Un soldat français a été tué mercredi lors de combats contre les groupes islamistes armés dans la région de Gao au Mali, le quatrième depuis le début de l'intervention française le 11 janvier dans ce pays, ont annoncé le président François Hollande et la défense. Il s'agit du brigadier-chef Wilfried Pingaud, 37 ans, du 68e régiment d'artillerie d'Afrique de La Valbonne, dans l'Ain, a précisé la défense dans un communiqué. Selon l'Elysée, le militaire a été tué mercredi matin alors qu'il "participait à une opération dans l'est du Mali, à 100 kilomètres de Gao".

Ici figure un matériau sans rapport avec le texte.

//! Test doubles shared by the module tests

use crate::execution::shell::{Shell, ShellError, ShellOutput};
use async_trait::async_trait;
use parking_lot::Mutex;
use std::collections::{BTreeMap, BTreeSet};
use std::sync::atomic::{AtomicUsize, Ordering};
use std::time::Duration;

type Responder = Box<dyn Fn(&str) -> ShellOutput + Send + Sync>;

pub fn ok(stdout: &str) -> ShellOutput {
    ShellOutput {
        stdout: stdout.to_string(),
        ..ShellOutput::default()
    }
}

pub fn failed(code: i32, stderr: &str) -> ShellOutput {
    ShellOutput {
        stderr: stderr.to_string(),
        exit_code: code,
        ..ShellOutput::default()
    }
}

/// Records every invocation and tracks how many ran concurrently
pub struct RecordingShell {
    calls: Mutex<Vec<String>>,
    delay: Duration,
    in_flight: AtomicUsize,
    max_in_flight: AtomicUsize,
    responder: Responder,
}

impl RecordingShell {
    pub fn new() -> Self {
        Self {
            calls: Mutex::new(Vec::new()),
            delay: Duration::ZERO,
            in_flight: AtomicUsize::new(0),
            max_in_flight: AtomicUsize::new(0),
            responder: Box::new(|command| ok(&format!("ran {}", command))),
        }
    }

    pub fn with_delay(mut self, delay: Duration) -> Self {
        self.delay = delay;
        self
    }

    pub fn responding(mut self, responder: impl Fn(&str) -> ShellOutput + Send + Sync + 'static) -> Self {
        self.responder = Box::new(responder);
        self
    }

    pub fn calls(&self) -> Vec<String> {
        self.calls.lock().clone()
    }

    pub fn max_in_flight(&self) -> usize {
        self.max_in_flight.load(Ordering::SeqCst)
    }
}

#[async_trait]
impl Shell for RecordingShell {
    async fn execute(&self, command: &str) -> Result<ShellOutput, ShellError> {
        self.calls.lock().push(command.to_string());
        let now = self.in_flight.fetch_add(1, Ordering::SeqCst) + 1;
        self.max_in_flight.fetch_max(now, Ordering::SeqCst);

        if !self.delay.is_zero() {
            tokio::time::sleep(self.delay).await;
        }
        let output = (self.responder)(command);

        self.in_flight.fetch_sub(1, Ordering::SeqCst);
        Ok(output)
    }
}

/// Volume as the fake hypervisor reports it
#[derive(Debug, Clone)]
pub struct FakeVolume {
    pub name: String,
    pub capacity: &'static str,
    pub allocation: &'static str,
    pub provisioned: u64,
    pub used: u64,
}

impl FakeVolume {
    pub fn new(name: &str) -> Self {
        Self {
            name: name.to_string(),
            capacity: "20.00 GiB",
            allocation: "20.00 GiB",
            provisioned: 21_474_836_480,
            used: 1_073_741_824,
        }
    }
}

#[derive(Default)]
struct HypervisorState {
    secrets: BTreeSet<String>,
    secret_values: BTreeMap<String, String>,
    pools: BTreeSet<String>,
    volumes: BTreeMap<String, Vec<FakeVolume>>,
    calls: Vec<String>,
    definitions: Vec<String>,
}

/// Stateful stand-in for virsh and rbd
#[derive(Default)]
pub struct FakeHypervisor {
    state: Mutex<HypervisorState>,
}

impl FakeHypervisor {
    pub fn new() -> Self {
        Self::default()
    }

    pub fn with_secret(self, uuid: &str) -> Self {
        self.state.lock().secrets.insert(uuid.to_string());
        self
    }

    pub fn with_pool(self, name: &str) -> Self {
        self.state.lock().pools.insert(name.to_string());
        self
    }

    pub fn set_volumes(&self, pool: &str, volumes: Vec<FakeVolume>) {
        self.state.lock().volumes.insert(pool.to_string(), volumes);
    }

    pub fn calls(&self) -> Vec<String> {
        self.state.lock().calls.clone()
    }

    pub fn clear_calls(&self) {
        self.state.lock().calls.clear();
    }

    /// Calls that change hypervisor state
    pub fn mutating_calls(&self) -> Vec<String> {
        self.calls()
            .into_iter()
            .filter(|c| c.contains("secret-define") || c.contains("secret-set-value") || c.contains("pool-define"))
            .collect()
    }

    /// XML documents handed to the define commands
    pub fn definitions(&self) -> Vec<String> {
        self.state.lock().definitions.clone()
    }

    pub fn secret_value(&self, uuid: &str) -> Option<String> {
        self.state.lock().secret_values.get(uuid).cloned()
    }

    fn respond(&self, command: &str) -> ShellOutput {
        let args: Vec<&str> = command.split_whitespace().collect();
        let position = |flag: &str| args.iter().position(|a| *a == flag);
        let after = |flag: &str| position(flag).and_then(|i| args.get(i + 1)).map(|s| s.trim_matches('\'').to_string());

        let mut state = self.state.lock();
        state.calls.push(command.to_string());

        if command.contains("secret-list") {
            let mut out = String::from(" UUID                                   Usage\n-----------------------------------------------------------\n");
            for uuid in &state.secrets {
                out.push_str(&format!(" {}   ceph client secret\n", uuid));
            }
            return ok(&out);
        }
        if command.contains("pool-list") {
            let mut out = String::from(" Name          State     Autostart\n------------------------------------\n");
            for pool in &state.pools {
                out.push_str(&format!(" {:<13} running   yes\n", pool));
            }
            return ok(&out);
        }
        if command.contains("secret-define") || command.contains("pool-define") {
            let Some(path) = after("--file") else {
                return failed(1, "missing --file");
            };
            let xml = std::fs::read_to_string(&path).unwrap_or_default();
            if command.contains("secret-define") {
                if let Some(uuid) = between(&xml, "<uuid>", "</uuid>") {
                    state.secrets.insert(uuid);
                }
            } else if let Some(name) = between(&xml, "<name>", "</name>") {
                state.pools.insert(name);
            }
            state.definitions.push(xml);
            return ok("defined");
        }
        if command.contains("secret-set-value") {
            if let (Some(uuid), Some(value)) = (after("--secret"), after("--base64")) {
                state.secret_values.insert(uuid, value);
            }
            return ok("Secret value set");
        }
        if command.contains("vol-list") {
            let pool = after("--pool").unwrap_or_default();
            let mut out = String::from(" Name              Path                     Type      Capacity     Allocation\n---------------------------------------------------------------------------------\n");
            for volume in state.volumes.get(&pool).cloned().unwrap_or_default() {
                out.push_str(&format!(
                    " {:<17} {:<24} network   {:<12} {}\n",
                    volume.name,
                    format!("{}/{}", pool, volume.name),
                    volume.capacity,
                    volume.allocation
                ));
            }
            return ok(&out);
        }
        if command.starts_with("rbd du") {
            let image = args.last().map(|s| s.trim_matches('\'')).unwrap_or_default();
            let found = state
                .volumes
                .values()
                .flatten()
                .find(|v| v.name == image)
                .cloned();
            return match found {
                Some(v) => ok(&format!(
                    r#"{{"images":[{{"name":"{}","id":"1","provisioned_size":{},"used_size":{}}}],"total_provisioned_size":{},"total_used_size":{}}}"#,
                    v.name, v.provisioned, v.used, v.provisioned, v.used
                )),
                None => failed(2, "rbd: error opening image"),
            };
        }
        if command.contains("pool-start") {
            return failed(1, "error: Requested operation is not valid: storage pool is already active");
        }
        ok("")
    }
}

fn between(text: &str, open: &str, close: &str) -> Option<String> {
    let start = text.find(open)? + open.len();
    let end = text[start..].find(close)? + start;
    Some(text[start..end].trim().to_string())
}

#[async_trait]
impl Shell for FakeHypervisor {
    async fn execute(&self, command: &str) -> Result<ShellOutput, ShellError> {
        Ok(self.respond(command))
    }
}

/// Poll `condition` until it holds or a second has passed
pub async fn eventually(mut condition: impl FnMut() -> bool) -> bool {
    for _ in 0..200 {
        if condition() {
            return true;
        }
        tokio::time::sleep(Duration::from_millis(5)).await;
    }
    condition()
}
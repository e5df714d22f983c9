//! Documents exchanged with the control store
//!
//! Documents are written by operators and other nodes, so every decoder here
//! is lenient: a missing or mistyped field falls back to its default instead
//! of rejecting the whole document.

use chrono::{DateTime, Utc};
use serde::de::DeserializeOwned;
use serde::{Deserialize, Serialize};
use serde_json::Value;
use std::cmp::Ordering;
use std::collections::BTreeMap;
use tracing::debug;
use uuid::Uuid;

/// Read `key` (or the first present alias) as `T`, default on absence or type mismatch
fn field<T: DeserializeOwned + Default>(doc: &Value, keys: &[&str]) -> T {
    keys.iter()
        .find_map(|key| doc.get(*key))
        .and_then(|value| serde_json::from_value(value.clone()).ok())
        .unwrap_or_default()
}

/// Collection fields may arrive as an array or as an id-keyed map
fn entries(value: Option<&Value>) -> Vec<(Option<String>, Value)> {
    match value {
        Some(Value::Array(items)) => items.iter().map(|item| (None, item.clone())).collect(),
        Some(Value::Object(map)) => map
            .iter()
            .map(|(key, item)| (Some(key.clone()), item.clone()))
            .collect(),
        _ => Vec::new(),
    }
}

/// One managed host as seen in `nodes/{id}`
#[derive(Debug, Clone, Default, PartialEq)]
pub struct Node {
    pub id: String,
    pub name: String,
    pub pool_assignments: BTreeMap<String, bool>,
    pub pool_worker_assignments: BTreeMap<String, bool>,
    pub commands: Vec<Command>,
    pub current_command: String,
    pub last_command: String,
    pub last_command_result: String,
    pub rtc: Option<SessionNegotiation>,
}

impl Node {
    pub fn from_document(doc: &Value) -> Self {
        let commands = entries(doc.get("commands"))
            .into_iter()
            .filter_map(|(key, raw)| Command::from_document(raw).map(|c| c.keyed(key)))
            .collect();

        let rtc = match doc.get("rtc") {
            Some(value) if value.is_object() => Some(SessionNegotiation::from_document(value)),
            _ => None,
        };

        Node {
            id: field(doc, &["id"]),
            name: field(doc, &["name"]),
            pool_assignments: field(doc, &["poolAssignments"]),
            pool_worker_assignments: field(doc, &["poolWorkerAssignments"]),
            commands,
            current_command: field(doc, &["currentCommand"]),
            last_command: field(doc, &["lastCommand"]),
            last_command_result: field(doc, &["lastCommandResult"]),
            rtc,
        }
    }

}

/// Command categories an operator can queue
#[derive(Debug, Clone, Copy, PartialEq, Eq)]
pub enum CommandType {
    Console,
    Reboot,
    Shutdown,
}

impl CommandType {
    pub fn parse(value: &str) -> Option<Self> {
        match value.to_ascii_lowercase().as_str() {
            "console" => Some(CommandType::Console),
            "reboot" => Some(CommandType::Reboot),
            "shutdown" => Some(CommandType::Shutdown),
            _ => None,
        }
    }
}

/// Queued operator command. `raw` keeps the stored element verbatim so it can
/// be removed from the remote set by value. `key` is set when the queue is an
/// id-keyed map instead of an array.
#[derive(Debug, Clone, PartialEq)]
pub struct Command {
    pub id: String,
    pub key: Option<String>,
    pub command_type: Option<CommandType>,
    pub type_name: String,
    pub command: String,
    pub raw: Value,
}

impl Command {
    pub fn from_document(raw: Value) -> Option<Self> {
        let id: String = field(&raw, &["id"]);
        if id.is_empty() {
            debug!("Skipping command without id: {}", raw);
            return None;
        }
        let type_name: String = field(&raw, &["commandType", "type"]);
        Some(Command {
            id,
            key: None,
            command_type: CommandType::parse(&type_name),
            type_name,
            command: field(&raw, &["command"]),
            raw,
        })
    }

    fn keyed(mut self, key: Option<String>) -> Self {
        self.key = key;
        self
    }

    /// Creation time embedded in a time-ordered UUID (v1, v6 or v7)
    pub fn timestamp(&self) -> Option<(u64, u32)> {
        Uuid::parse_str(&self.id)
            .ok()
            .and_then(|uuid| uuid.get_timestamp())
            .map(|ts| ts.to_unix())
    }

    /// Submission order: embedded timestamp first, ids without one last
    pub fn submission_order(&self, other: &Self) -> Ordering {
        match (self.timestamp(), other.timestamp()) {
            (Some(a), Some(b)) => a.cmp(&b).then_with(|| self.id.cmp(&other.id)),
            (Some(_), None) => Ordering::Less,
            (None, Some(_)) => Ordering::Greater,
            (None, None) => self.id.cmp(&other.id),
        }
    }
}

/// Mailbox for the out-of-band console session negotiation
#[derive(Debug, Clone, Default, PartialEq)]
pub struct SessionNegotiation {
    pub offer: Option<Value>,
    pub answer: Option<Value>,
    pub offer_ice_candidates: Vec<Value>,
    pub answer_ice_candidates: Vec<Value>,
}

impl SessionNegotiation {
    pub fn from_document(doc: &Value) -> Self {
        let present = |key: &str| doc.get(key).filter(|v| !v.is_null()).cloned();
        let list = |key: &str| entries(doc.get(key)).into_iter().map(|(_, v)| v).collect();
        SessionNegotiation {
            offer: present("offer"),
            answer: present("answer"),
            offer_ice_candidates: list("offerIceCandidates"),
            answer_ice_candidates: list("answerIceCandidates"),
        }
    }
}

/// Network storage pool declared in `storagepools/{id}`
#[derive(Debug, Clone, Default, PartialEq)]
pub struct StoragePool {
    pub id: String,
    pub name: String,
    pub rbd_source_name: String,
    pub datacenter: String,
    pub monitor_addresses: String,
    pub auth_user: String,
    pub secret_uuid: String,
    pub secret_key: String,
    pub files: BTreeMap<String, StoragePoolFile>,
}

impl StoragePool {
    pub fn from_document(id: &str, doc: &Value) -> Self {
        let files = entries(doc.get("files"))
            .into_iter()
            .filter_map(|(key, raw)| {
                let file = StoragePoolFile::from_document(key.as_deref(), &raw)?;
                Some((file.id.clone(), file))
            })
            .collect();

        let declared_id: String = field(doc, &["id"]);
        StoragePool {
            id: if declared_id.is_empty() { id.to_string() } else { declared_id },
            name: field(doc, &["name"]),
            rbd_source_name: field(doc, &["rbdSourceName", "rbdname"]),
            datacenter: field(doc, &["datacenter", "dc"]),
            monitor_addresses: field(doc, &["monitorAddresses", "monitors"]),
            auth_user: field(doc, &["authUser", "user"]),
            secret_uuid: field(doc, &["secretUUID", "secretuuid"]),
            secret_key: field(doc, &["secretKey", "key"]),
            files,
        }
    }

    /// Name of the pool inside the hypervisor
    pub fn hypervisor_name(&self) -> &str {
        if self.name.is_empty() {
            &self.id
        } else {
            &self.name
        }
    }

    /// Everything except the volume ledger
    pub fn same_definition(&self, other: &Self) -> bool {
        self.id == other.id
            && self.name == other.name
            && self.rbd_source_name == other.rbd_source_name
            && self.datacenter == other.datacenter
            && self.monitor_addresses == other.monitor_addresses
            && self.auth_user == other.auth_user
            && self.secret_uuid == other.secret_uuid
            && self.secret_key == other.secret_key
    }
}

/// Ledger entry for one volume of a pool
#[derive(Debug, Clone, Default, PartialEq, Serialize, Deserialize)]
pub struct StoragePoolFile {
    pub id: String,
    pub name: String,
    #[serde(rename = "Allocation", alias = "allocatedSize", skip_serializing_if = "Option::is_none")]
    pub allocation: Option<u64>,
    #[serde(rename = "Capacity", alias = "capacity", skip_serializing_if = "Option::is_none")]
    pub capacity: Option<u64>,
    #[serde(rename = "lastCheck", skip_serializing_if = "Option::is_none")]
    pub last_check: Option<DateTime<Utc>>,
}

impl StoragePoolFile {
    fn from_document(key: Option<&str>, doc: &Value) -> Option<Self> {
        if !doc.is_object() {
            return None;
        }
        let mut id: String = field(doc, &["id"]);
        if id.is_empty() {
            id = key?.to_string();
        }
        Some(StoragePoolFile {
            id,
            name: field(doc, &["name"]),
            allocation: field(doc, &["Allocation", "allocatedSize"]),
            capacity: field(doc, &["Capacity", "capacity"]),
            last_check: field(doc, &["lastCheck"]),
        })
    }
}

/// Descriptor appended to `nodecandidates/list` by a node nobody registered yet
#[derive(Debug, Clone, Serialize, Deserialize, PartialEq)]
pub struct NodeCandidate {
    pub id: String,
    pub hostname: String,
    pub ostype: String,
    pub osplatform: String,
    pub osarch: String,
    pub osrelease: String,
}

/// `settings/rtc`: servers used to establish console sessions
#[derive(Debug, Clone, Default, PartialEq)]
pub struct RtcSettings {
    pub ice_servers: Vec<IceServer>,
}

#[derive(Debug, Clone, Default, PartialEq, Serialize, Deserialize)]
pub struct IceServer {
    #[serde(default, deserialize_with = "one_or_many")]
    pub urls: Vec<String>,
    #[serde(default)]
    pub username: Option<String>,
    #[serde(default)]
    pub credential: Option<String>,
}

impl RtcSettings {
    pub fn from_document(doc: &Value) -> Self {
        RtcSettings {
            ice_servers: field(doc, &["iceServers"]),
        }
    }
}

/// `urls` is a string or a list of strings in browser RTC configurations
fn one_or_many<'de, D>(deserializer: D) -> Result<Vec<String>, D::Error>
where
    D: serde::Deserializer<'de>,
{
    #[derive(Deserialize)]
    #[serde(untagged)]
    enum OneOrMany {
        One(String),
        Many(Vec<String>),
    }

    Ok(match OneOrMany::deserialize(deserializer)? {
        OneOrMany::One(url) => vec![url],
        OneOrMany::Many(urls) => urls,
    })
}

Il intervenait "dans des opérations de sécurisation menées par les forces maliennes, africaines et françaises autour de Gao", quand il a été "mortellement touché dans un accrochage avec des groupes terroristes locaux près de Tin Keraten", une localité à l'est de la ville, a précisé le ministre de la Défense, Jean-Yves Le Drian, dans un communiqué. Selon l'état-major, quatre militaires maliens ont été blessés au cours de l'accrochage. Le militaire tué mercredi participait à une mission de reconnaissance avec un détachement de l'armée malienne, quand leur unité a été prise à partie par un groupe de combattants islamistes, a indiqué l'état-major des armées.
Dans un communiqué, le Premier ministre Jean-Marc Ayrault a fait part de "sa très grande émotion" et a tenu "dans ces circonstances particulièrement tragiques" à "rendre hommage au professionnalisme, à l'engagement, et à l'exceptionnel courage de nos militaires engagés au Mali".